Николай прижал Зою к себе и закрыл глаза. От того, как ее теплое дыхание ощущалось на его шее, как в такт с его билось ее сердце, когда она обнимала его в ответ, Николаю стало спокойно, как не было ни разу за долгое время во дворце.

Здесь они были собой, здесь Зоя временами позволяла себе заниматься с ним любовью до полудня и руками есть персики из банки, пока липкий сок стекал по ее локтям. В эти редкие моменты она была самой собой, и Николай готов был поклясться, что видел в Зое ту девочку, которая истекала кровью на снегу. Бесстрашную девочку с добрым сердцем.

Тогда Зоя приоткрыла дверь в свое сердце, и Николай знал, что однажды найдет к нему путь и останется в нем навсегда.

Потому что он был романтиком и был глупцом. Потому что он верил, что сумеет дать Зое возможность не величайшего счастья, но счастья жизни в великой любви.

========== Кипенный рассвет ==========

gustavo santaolalla - all gone (alone)

Дождь все не прекращался, поэтому следующим утром они позволили себе задержаться в постели, пока медленно пробуждался из клочьев тумана захолустный шахтерский город, под окнами в повозках молочника гремели бутылки с молоком, а в таверне уже как час пекли хлеб с чесноком и розмарином, который Николаю был на один зубок – так сильно он его любил.

Лампу давно затушили, в полумраке комнаты, промозглой и пропахшей мылом и мокрой шерстью от их пальто, Николай ощущал себя мальчишкой, который вместе с Домиником пережидал пургу на сеновалах и носил шерстяные валенки, и ему это нравилось. Даже Зоя, вопреки обыкновению, лежала совсем рядом и разрешала Николаю водить пальцами по ее пояснице.

Он чувствовал ее наготу и в очередной раз осознал, как естественно это было – ощущать под собой любимую женщину, прижиматься грудью к ее раскрасневшимся грудям в те минуты, когда их не существовало по отдельности, когда их тела соединялись в единое целое. Вместе просыпаться обнаженными или целовать ее, когда она еще спит. Те простые в своей обыденности вещи, которые они не могли позволить себе во дворце.

Николай вдруг понял, что не хочет думать о том, что ждет его в Равке – пустая половина кровати, подданные, которые судачат о его женитьбе, застегнутый на все до единой пуговицы парадный мундир цвета голубого фарфора и бесконечные желаемые, убедительные сказочки, которыми сыпал он тут и там, прирожденный выдумщик и великий король.

Как легко этот обездоленный, бесхитростный народ преклонил перед ним колени, стоило ему только обмолвиться, что с новыми реформами их дети смогут учиться, а они – зарабатывать на жизнь честным трудом. Никакого больше рабства. Никаких войн. Какая хорошая бы тогда была у них у всех жизнь!

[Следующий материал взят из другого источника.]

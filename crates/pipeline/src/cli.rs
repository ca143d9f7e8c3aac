//! Command-line interface

use crate::config::{QueuePolicy, Settings};
use clap::Parser;
use std::path::PathBuf;

/// Simulated sensor → lock-free queue → moving average → MQTT
#[derive(Debug, Parser)]
#[command(name = "telemetry-pipeline", version)]
pub struct Cli {
    /// TOML settings file
    #[arg(short, long)]
    pub config: Option<PathBuf>,

    /// Moving-average window (samples)
    #[arg(short, long)]
    pub window: Option<usize>,

    /// Number of samples to produce
    #[arg(short = 'n', long)]
    pub samples: Option<usize>,

    /// Delay between samples (ms)
    #[arg(long)]
    pub period_ms: Option<u64>,

    /// What to do when the queue is full
    #[arg(long, value_enum)]
    pub policy: Option<QueuePolicy>,

    /// Broker address, e.g. tcp://localhost:1883
    #[arg(long)]
    pub broker: Option<String>,

    /// Topic to publish readings to
    #[arg(long)]
    pub topic: Option<String>,

    /// MQTT QoS level (0-2)
    #[arg(long)]
    pub qos: Option<u8>,

    /// Publish with the retain flag
    #[arg(long)]
    pub retain: bool,

    /// Run without a broker
    #[arg(long)]
    pub no_publish: bool,

    /// Log level (trace, debug, info, warn, error)
    #[arg(long)]
    pub log_level: Option<String>,

    /// Emit logs as JSON lines
    #[arg(long)]
    pub json_logs: bool,
}

impl Cli {
    /// Overlay the flags that were given onto loaded settings
    pub fn apply(&self, settings: &mut Settings) {
        if let Some(window) = self.window {
            settings.window = window;
        }
        if let Some(samples) = self.samples {
            settings.samples = samples;
        }
        if let Some(period_ms) = self.period_ms {
            settings.sample_period_ms = period_ms;
        }
        if let Some(policy) = self.policy {
            settings.queue_policy = policy;
        }
        if let Some(broker) = &self.broker {
            settings.publisher.broker_uri = broker.clone();
        }
        if let Some(topic) = &self.topic {
            settings.publisher.topic = topic.clone();
        }
        if let Some(qos) = self.qos {
            settings.publisher.qos = qos;
        }
        if self.retain {
            settings.publisher.retain = true;
        }
        if self.no_publish {
            settings.publisher.enabled = false;
        }
        if let Some(level) = &self.log_level {
            settings.log_level = level.clone();
        }
        if self.json_logs {
            settings.log_format = crate::config::LogFormat::Json;
        }
    }
}
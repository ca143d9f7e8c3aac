//! Producer and consumer handles for a split queue

use crate::buffer::BoundedQueue;
use crate::OverflowPolicy;

/// The write side of a split [`BoundedQueue`]
///
/// There is exactly one producer per split and it cannot be cloned, which is
/// what makes the lock-free push sound.
#[derive(Debug)]
pub struct Producer<'a, T: Copy, const N: usize> {
    queue: &'a BoundedQueue<T, N>,
}

impl<'a, T: Copy, const N: usize> Producer<'a, T, N> {
    pub(crate) fn new(queue: &'a BoundedQueue<T, N>) -> Self {
        Self { queue }
    }

    /// Push an element without blocking
    ///
    /// On a full queue the result depends on the queue's policy: `Reject`
    /// returns the element unchanged as `Err`, `OverwriteOldest` evicts the
    /// oldest unread element and returns `Ok`.
    pub fn try_push(&mut self, value: T) -> Result<(), T> {
        // SAFETY: this handle is the only producer and `&mut self` keeps the
        // call from overlapping with another push on the same handle.
        unsafe { self.queue.push_as_producer(value) }
    }

    /// Get a snapshot of the number of unread elements
    pub fn len(&self) -> usize {
        self.queue.len()
    }

    /// Check if queue is empty
    pub fn is_empty(&self) -> bool {
        self.queue.is_empty()
    }

    /// Check if queue is full
    pub fn is_full(&self) -> bool {
        self.queue.is_full()
    }

    /// Get the queue capacity
    pub fn capacity(&self) -> usize {
        N
    }

    /// Get the full-queue policy
    pub fn policy(&self) -> OverflowPolicy {
        self.queue.policy()
    }
}

/// The read side of a split [`BoundedQueue`]
#[derive(Debug)]
pub struct Consumer<'a, T: Copy, const N: usize> {
    queue: &'a BoundedQueue<T, N>,
}

impl<'a, T: Copy, const N: usize> Consumer<'a, T, N> {
    pub(crate) fn new(queue: &'a BoundedQueue<T, N>) -> Self {
        Self { queue }
    }

    /// Pop the oldest unread element without blocking
    ///
    /// Returns `None` when the queue is observed empty.
    ///
    /// Under `OverwriteOldest` the call is lock-free but not wait-free: a
    /// copy that loses the race with an eviction is discarded and the pop
    /// retries, so a producer that keeps evicting can make it spin.
    pub fn try_pop(&mut self) -> Option<T> {
        // SAFETY: this handle is the only consumer.
        unsafe { self.queue.pop_as_consumer() }
    }

    /// Discard every element pushed so far
    ///
    /// A push that lands concurrently may or may not survive.
    pub fn clear(&mut self) {
        // SAFETY: this handle is the only consumer.
        unsafe { self.queue.clear_as_consumer() }
    }

    /// Get a snapshot of the number of unread elements
    pub fn len(&self) -> usize {
        self.queue.len()
    }

    /// Check if queue is empty
    pub fn is_empty(&self) -> bool {
        self.queue.is_empty()
    }

    /// Check if queue is full
    pub fn is_full(&self) -> bool {
        self.queue.is_full()
    }

    /// Get the queue capacity
    pub fn capacity(&self) -> usize {
        N
    }
}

Рука Николая замерла на Зоиной пояснице. Постель в миг стала холодной, неуютной, но вот Зоя пошевелилась – и Николай снова почувствовал тепло в тех местах, где они соприкасались. Продавленный матрас с простыней в маленький желтый цветочек, его нога между ее, плавный изгиб ее ягодиц – все это было реальным. И Зоя в его объятиях тоже была реальной.

Николай вспомнил, как в усадьбах многочисленных князей находил ее руку под столом за особенно унылым чаем, к которому каждый барин уже успевал опрокинуть рюмку-другую смородиновой настойки; как Зоя всегда одергивала руку, быстро возвращала ее к чашке из очередного унылого фамильного сервиза.

И все равно этого мгновения, одного его касания и ее взгляда было достаточно, чтобы осознать, что он не выдумал себе те ночи, которые они провели, засыпая и просыпаясь вместе. Со времен своего юношества Николай делил постель со многими женщинами, но только с Зоей ему хотелось никогда из нее не выбираться.

Он скользнул рукой вниз по ее ягодицам и притянул к себе. Зоя подняла голову.

– Ланцов, ты ведь не собираешься разводить сантименты?

– Вовсе нет. Только лишь малость меланхолии от скорого возвращения в дождливую столицу, дорогая Зоя, – ответил Николай. Его рука все еще блуждала по ее телу. – Будь моя воля, я бы махнул в Южные колонии. Папайя на завтрак и умиротворяющая корабельная качка. А к ужину можно спуститься в чем мать родила. Стало быть, нет ничего постыдного в том, чтобы без стеснения показывать, как щедро одарила тебя матушка-природа.

– Если так, отчего бы вам не пожаловать голышом в барские усадьбы, ваше величество? – хмыкнула Зоя.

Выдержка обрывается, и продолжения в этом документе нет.